# [WHAT IS BEING ASKED]
In the entries below, find the line with "use invaderwatch_core::face::SPRITE_FRAME_COUNT;" and the line with "pub enum AssetError"; give again those lines and every line between them, exactly.

───── RECORDS FOR THE EXERCISE

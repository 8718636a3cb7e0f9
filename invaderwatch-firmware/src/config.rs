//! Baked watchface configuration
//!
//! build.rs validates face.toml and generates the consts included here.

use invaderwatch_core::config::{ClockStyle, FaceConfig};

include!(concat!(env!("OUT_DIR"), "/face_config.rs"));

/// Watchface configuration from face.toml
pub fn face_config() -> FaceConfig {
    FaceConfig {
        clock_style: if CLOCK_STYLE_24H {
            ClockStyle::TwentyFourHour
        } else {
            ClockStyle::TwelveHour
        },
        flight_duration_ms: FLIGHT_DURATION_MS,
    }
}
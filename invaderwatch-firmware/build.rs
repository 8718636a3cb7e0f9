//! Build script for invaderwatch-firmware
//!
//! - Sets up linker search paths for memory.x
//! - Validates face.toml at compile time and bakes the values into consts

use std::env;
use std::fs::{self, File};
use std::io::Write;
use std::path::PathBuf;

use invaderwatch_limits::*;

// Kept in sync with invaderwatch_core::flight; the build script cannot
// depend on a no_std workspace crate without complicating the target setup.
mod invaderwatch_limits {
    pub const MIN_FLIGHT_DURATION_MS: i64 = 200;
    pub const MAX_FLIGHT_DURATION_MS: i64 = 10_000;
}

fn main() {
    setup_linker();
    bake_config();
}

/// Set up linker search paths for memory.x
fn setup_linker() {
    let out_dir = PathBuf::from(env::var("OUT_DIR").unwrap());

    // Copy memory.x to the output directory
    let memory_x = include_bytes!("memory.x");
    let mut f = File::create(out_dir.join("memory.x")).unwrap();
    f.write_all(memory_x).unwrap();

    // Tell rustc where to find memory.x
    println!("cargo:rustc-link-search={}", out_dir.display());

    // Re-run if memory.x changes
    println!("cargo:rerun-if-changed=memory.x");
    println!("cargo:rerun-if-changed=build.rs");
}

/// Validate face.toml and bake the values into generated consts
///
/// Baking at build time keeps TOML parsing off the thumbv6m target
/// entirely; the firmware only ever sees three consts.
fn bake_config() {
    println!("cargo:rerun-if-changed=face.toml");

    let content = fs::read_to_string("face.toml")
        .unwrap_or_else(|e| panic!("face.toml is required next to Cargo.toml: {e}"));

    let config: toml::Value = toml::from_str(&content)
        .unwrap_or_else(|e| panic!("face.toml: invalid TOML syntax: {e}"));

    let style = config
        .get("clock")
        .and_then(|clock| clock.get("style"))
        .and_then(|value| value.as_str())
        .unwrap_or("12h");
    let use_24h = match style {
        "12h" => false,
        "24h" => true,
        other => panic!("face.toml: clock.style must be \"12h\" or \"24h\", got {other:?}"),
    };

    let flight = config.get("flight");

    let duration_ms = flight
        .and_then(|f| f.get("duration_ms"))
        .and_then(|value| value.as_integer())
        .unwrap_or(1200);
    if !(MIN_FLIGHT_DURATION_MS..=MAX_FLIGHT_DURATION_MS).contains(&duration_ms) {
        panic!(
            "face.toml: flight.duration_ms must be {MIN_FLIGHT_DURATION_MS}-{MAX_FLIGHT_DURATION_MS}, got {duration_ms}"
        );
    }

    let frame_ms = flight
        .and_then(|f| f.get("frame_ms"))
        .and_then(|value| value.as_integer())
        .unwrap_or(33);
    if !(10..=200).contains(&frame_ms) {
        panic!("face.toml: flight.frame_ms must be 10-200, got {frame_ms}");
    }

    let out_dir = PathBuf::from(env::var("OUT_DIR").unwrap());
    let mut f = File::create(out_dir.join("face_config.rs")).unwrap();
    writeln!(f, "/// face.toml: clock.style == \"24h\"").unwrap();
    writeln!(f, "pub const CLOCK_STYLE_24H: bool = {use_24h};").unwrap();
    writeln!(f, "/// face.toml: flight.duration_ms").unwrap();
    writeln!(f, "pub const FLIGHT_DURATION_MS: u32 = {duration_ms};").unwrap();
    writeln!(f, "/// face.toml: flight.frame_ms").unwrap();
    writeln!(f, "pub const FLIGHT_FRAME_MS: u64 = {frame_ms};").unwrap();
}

──────────
───── RECORDS FOR THE EXERCISE

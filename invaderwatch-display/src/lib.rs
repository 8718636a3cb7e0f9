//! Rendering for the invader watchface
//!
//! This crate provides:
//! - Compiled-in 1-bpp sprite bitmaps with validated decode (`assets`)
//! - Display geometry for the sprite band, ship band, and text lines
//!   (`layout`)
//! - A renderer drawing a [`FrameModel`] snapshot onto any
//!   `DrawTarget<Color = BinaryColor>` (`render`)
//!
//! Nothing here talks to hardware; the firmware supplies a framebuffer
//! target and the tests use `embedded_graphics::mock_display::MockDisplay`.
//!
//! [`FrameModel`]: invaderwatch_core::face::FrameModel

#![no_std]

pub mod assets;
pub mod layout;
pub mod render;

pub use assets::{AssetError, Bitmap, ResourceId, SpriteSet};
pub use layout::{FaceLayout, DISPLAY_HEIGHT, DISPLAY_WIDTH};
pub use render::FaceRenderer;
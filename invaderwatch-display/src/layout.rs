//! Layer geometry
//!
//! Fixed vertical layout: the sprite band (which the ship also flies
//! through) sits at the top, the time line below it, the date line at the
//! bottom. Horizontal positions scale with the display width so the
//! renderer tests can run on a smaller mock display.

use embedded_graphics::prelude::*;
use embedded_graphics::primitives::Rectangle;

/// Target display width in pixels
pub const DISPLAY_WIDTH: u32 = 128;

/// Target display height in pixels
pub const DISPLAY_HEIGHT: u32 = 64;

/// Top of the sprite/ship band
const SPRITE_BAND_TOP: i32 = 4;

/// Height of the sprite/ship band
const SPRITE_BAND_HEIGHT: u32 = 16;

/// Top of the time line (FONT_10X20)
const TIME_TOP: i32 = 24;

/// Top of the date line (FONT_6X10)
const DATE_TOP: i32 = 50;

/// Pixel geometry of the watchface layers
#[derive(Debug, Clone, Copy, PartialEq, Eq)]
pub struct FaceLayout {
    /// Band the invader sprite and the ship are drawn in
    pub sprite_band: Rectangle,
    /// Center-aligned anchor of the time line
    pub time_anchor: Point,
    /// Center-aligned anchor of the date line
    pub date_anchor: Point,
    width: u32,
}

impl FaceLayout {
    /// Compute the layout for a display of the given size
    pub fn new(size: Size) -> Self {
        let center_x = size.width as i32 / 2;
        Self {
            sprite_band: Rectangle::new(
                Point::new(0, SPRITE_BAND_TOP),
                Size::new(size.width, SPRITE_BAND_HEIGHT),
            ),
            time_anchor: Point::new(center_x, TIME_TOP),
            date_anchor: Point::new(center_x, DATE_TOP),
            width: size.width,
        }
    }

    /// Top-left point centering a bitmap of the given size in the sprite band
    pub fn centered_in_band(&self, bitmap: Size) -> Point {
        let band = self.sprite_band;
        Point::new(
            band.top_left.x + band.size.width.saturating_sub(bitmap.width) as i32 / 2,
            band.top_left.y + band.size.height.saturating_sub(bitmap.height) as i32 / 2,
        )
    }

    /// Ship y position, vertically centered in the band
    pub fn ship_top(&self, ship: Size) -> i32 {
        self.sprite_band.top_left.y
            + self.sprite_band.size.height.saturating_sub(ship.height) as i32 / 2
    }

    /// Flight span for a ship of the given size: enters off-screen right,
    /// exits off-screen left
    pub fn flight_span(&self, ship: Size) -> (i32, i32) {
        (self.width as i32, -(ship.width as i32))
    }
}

──────────
───── RECORDS FOR THE EXERCISE

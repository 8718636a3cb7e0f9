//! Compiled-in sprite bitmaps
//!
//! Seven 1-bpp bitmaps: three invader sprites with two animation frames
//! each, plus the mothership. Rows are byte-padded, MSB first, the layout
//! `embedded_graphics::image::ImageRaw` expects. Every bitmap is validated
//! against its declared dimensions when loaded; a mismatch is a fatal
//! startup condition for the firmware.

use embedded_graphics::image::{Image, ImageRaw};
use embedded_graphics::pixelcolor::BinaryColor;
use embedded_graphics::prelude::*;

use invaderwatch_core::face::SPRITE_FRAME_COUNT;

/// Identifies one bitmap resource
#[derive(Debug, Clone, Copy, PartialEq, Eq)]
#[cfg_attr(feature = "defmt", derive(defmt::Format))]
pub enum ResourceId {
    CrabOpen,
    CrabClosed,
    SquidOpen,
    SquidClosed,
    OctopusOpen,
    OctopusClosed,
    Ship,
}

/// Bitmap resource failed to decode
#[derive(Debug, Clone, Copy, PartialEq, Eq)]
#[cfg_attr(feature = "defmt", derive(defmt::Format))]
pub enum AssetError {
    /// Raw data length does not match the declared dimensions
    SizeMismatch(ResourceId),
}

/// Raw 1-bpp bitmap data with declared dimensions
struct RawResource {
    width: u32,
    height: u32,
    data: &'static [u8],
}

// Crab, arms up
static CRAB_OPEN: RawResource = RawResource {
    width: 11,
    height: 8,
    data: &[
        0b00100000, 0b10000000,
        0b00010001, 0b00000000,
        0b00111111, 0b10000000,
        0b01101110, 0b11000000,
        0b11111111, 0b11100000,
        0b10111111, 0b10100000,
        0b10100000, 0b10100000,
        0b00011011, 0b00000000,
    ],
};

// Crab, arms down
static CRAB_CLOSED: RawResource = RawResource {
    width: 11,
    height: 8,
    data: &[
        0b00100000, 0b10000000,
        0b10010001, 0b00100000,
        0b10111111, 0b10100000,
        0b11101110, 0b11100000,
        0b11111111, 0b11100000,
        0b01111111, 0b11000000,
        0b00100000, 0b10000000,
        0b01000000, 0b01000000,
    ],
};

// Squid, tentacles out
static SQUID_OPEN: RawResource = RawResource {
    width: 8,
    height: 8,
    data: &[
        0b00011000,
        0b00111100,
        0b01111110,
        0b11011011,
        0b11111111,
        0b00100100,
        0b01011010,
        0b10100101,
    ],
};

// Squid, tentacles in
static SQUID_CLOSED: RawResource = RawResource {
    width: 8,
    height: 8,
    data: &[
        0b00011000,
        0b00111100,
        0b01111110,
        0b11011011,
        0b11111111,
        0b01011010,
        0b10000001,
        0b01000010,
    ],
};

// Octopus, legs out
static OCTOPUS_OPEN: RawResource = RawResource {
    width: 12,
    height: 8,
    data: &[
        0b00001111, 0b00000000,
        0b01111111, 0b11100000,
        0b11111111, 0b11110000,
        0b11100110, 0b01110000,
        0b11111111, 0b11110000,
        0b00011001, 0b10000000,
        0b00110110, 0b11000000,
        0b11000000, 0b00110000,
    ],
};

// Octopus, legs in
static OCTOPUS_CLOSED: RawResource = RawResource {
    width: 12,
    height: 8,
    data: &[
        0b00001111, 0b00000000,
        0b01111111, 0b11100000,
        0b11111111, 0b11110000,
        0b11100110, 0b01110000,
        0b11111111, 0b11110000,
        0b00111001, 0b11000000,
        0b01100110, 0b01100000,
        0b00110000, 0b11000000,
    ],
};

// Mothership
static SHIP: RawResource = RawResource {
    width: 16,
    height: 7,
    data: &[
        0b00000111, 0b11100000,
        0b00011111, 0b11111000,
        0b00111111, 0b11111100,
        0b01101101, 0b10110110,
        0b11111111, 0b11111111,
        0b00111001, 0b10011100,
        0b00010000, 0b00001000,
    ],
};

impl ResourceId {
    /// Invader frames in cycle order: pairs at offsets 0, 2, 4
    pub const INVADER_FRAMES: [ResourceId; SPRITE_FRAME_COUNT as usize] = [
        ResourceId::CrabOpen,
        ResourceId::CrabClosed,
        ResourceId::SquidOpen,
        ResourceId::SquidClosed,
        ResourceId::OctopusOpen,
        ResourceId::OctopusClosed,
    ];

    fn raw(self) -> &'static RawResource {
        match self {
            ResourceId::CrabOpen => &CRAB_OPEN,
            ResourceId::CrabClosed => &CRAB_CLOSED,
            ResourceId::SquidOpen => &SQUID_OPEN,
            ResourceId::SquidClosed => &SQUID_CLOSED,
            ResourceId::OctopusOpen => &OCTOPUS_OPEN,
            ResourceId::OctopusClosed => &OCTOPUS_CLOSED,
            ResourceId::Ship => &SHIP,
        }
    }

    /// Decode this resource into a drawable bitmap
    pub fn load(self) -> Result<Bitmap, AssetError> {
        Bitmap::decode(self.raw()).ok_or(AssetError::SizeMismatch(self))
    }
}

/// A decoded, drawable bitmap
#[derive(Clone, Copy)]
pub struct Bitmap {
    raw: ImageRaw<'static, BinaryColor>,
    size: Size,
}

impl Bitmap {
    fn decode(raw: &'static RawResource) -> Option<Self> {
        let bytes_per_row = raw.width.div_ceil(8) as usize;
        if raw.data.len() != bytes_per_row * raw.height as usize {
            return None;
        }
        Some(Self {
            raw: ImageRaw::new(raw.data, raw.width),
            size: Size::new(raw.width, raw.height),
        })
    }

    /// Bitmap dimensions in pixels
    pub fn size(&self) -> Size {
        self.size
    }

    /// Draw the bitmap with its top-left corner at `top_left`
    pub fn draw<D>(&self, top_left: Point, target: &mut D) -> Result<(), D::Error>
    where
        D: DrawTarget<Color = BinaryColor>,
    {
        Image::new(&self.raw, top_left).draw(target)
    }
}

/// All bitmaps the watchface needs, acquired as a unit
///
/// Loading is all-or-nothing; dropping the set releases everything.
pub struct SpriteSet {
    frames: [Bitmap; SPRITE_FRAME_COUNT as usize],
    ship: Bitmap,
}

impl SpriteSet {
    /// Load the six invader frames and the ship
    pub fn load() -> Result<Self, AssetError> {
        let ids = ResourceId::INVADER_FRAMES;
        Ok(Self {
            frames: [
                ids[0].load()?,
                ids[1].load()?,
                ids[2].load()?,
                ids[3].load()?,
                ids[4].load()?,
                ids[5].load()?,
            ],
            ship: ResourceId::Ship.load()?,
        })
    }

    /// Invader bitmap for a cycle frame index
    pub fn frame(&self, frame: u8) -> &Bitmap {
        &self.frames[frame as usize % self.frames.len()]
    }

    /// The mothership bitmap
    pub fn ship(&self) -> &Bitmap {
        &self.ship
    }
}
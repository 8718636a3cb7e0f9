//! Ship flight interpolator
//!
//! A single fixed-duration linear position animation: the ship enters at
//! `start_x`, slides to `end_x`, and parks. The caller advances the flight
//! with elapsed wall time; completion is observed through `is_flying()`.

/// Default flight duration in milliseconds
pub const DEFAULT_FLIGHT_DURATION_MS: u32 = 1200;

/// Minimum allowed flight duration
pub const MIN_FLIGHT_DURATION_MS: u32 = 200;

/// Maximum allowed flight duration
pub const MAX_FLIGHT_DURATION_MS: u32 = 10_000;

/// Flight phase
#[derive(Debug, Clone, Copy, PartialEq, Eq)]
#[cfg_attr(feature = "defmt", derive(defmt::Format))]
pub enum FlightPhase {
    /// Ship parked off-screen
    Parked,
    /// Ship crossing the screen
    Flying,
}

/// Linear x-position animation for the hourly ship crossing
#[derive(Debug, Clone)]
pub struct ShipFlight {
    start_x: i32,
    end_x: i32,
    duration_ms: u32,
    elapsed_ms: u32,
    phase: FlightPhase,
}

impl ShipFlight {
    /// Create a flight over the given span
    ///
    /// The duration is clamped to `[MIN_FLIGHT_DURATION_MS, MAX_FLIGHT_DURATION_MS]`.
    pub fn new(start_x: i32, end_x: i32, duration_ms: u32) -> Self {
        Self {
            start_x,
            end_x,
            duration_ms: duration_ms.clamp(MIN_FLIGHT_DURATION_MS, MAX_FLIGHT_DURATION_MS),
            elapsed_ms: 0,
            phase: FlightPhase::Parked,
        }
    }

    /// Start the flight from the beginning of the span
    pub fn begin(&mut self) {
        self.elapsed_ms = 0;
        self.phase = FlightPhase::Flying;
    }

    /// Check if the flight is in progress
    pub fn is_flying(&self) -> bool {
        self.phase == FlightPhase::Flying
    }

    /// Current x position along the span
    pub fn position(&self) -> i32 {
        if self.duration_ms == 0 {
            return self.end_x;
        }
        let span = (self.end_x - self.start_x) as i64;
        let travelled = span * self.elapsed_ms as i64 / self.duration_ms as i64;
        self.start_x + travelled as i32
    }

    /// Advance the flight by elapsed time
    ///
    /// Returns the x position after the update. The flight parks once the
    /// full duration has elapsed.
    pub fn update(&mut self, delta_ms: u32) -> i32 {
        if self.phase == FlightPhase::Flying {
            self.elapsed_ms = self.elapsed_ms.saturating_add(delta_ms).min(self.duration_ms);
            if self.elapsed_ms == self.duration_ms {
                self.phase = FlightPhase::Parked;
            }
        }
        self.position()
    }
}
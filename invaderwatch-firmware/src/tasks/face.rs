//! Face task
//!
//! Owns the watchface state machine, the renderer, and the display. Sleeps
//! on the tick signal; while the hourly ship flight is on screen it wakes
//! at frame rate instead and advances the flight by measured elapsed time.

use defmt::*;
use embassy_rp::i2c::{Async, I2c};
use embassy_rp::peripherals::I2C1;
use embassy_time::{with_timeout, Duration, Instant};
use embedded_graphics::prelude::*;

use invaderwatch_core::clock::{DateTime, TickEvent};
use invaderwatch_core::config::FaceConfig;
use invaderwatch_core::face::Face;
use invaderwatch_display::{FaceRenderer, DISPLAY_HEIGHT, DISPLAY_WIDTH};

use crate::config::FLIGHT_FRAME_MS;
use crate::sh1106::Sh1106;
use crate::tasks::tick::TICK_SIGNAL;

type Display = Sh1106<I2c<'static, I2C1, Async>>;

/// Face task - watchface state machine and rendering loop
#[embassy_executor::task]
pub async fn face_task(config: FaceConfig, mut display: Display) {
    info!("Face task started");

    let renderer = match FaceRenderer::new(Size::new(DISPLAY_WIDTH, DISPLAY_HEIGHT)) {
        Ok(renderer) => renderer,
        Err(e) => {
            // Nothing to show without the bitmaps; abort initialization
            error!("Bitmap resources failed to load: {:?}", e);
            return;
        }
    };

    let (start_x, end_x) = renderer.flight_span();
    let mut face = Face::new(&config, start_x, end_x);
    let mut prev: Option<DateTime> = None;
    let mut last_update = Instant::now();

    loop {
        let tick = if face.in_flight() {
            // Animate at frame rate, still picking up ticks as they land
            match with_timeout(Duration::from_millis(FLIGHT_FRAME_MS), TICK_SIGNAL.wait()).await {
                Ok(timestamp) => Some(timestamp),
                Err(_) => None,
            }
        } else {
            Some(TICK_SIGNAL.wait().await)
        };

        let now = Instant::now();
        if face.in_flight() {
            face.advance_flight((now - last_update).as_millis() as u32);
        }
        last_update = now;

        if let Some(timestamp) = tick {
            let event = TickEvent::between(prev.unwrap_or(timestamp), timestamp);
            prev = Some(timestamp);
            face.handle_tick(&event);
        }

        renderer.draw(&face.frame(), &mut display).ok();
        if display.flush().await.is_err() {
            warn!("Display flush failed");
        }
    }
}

──────────

# [TASK SOLUTION]
use invaderwatch_core::face::SPRITE_FRAME_COUNT;

/// Identifies one bitmap resource
#[derive(Debug, Clone, Copy, PartialEq, Eq)]
#[cfg_attr(feature = "defmt", derive(defmt::Format))]
pub enum ResourceId {
    CrabOpen,
    CrabClosed,
    SquidOpen,
    SquidClosed,
    OctopusOpen,
    OctopusClosed,
    Ship,
}

/// Bitmap resource failed to decode
#[derive(Debug, Clone, Copy, PartialEq, Eq)]
#[cfg_attr(feature = "defmt", derive(defmt::Format))]
pub enum AssetError {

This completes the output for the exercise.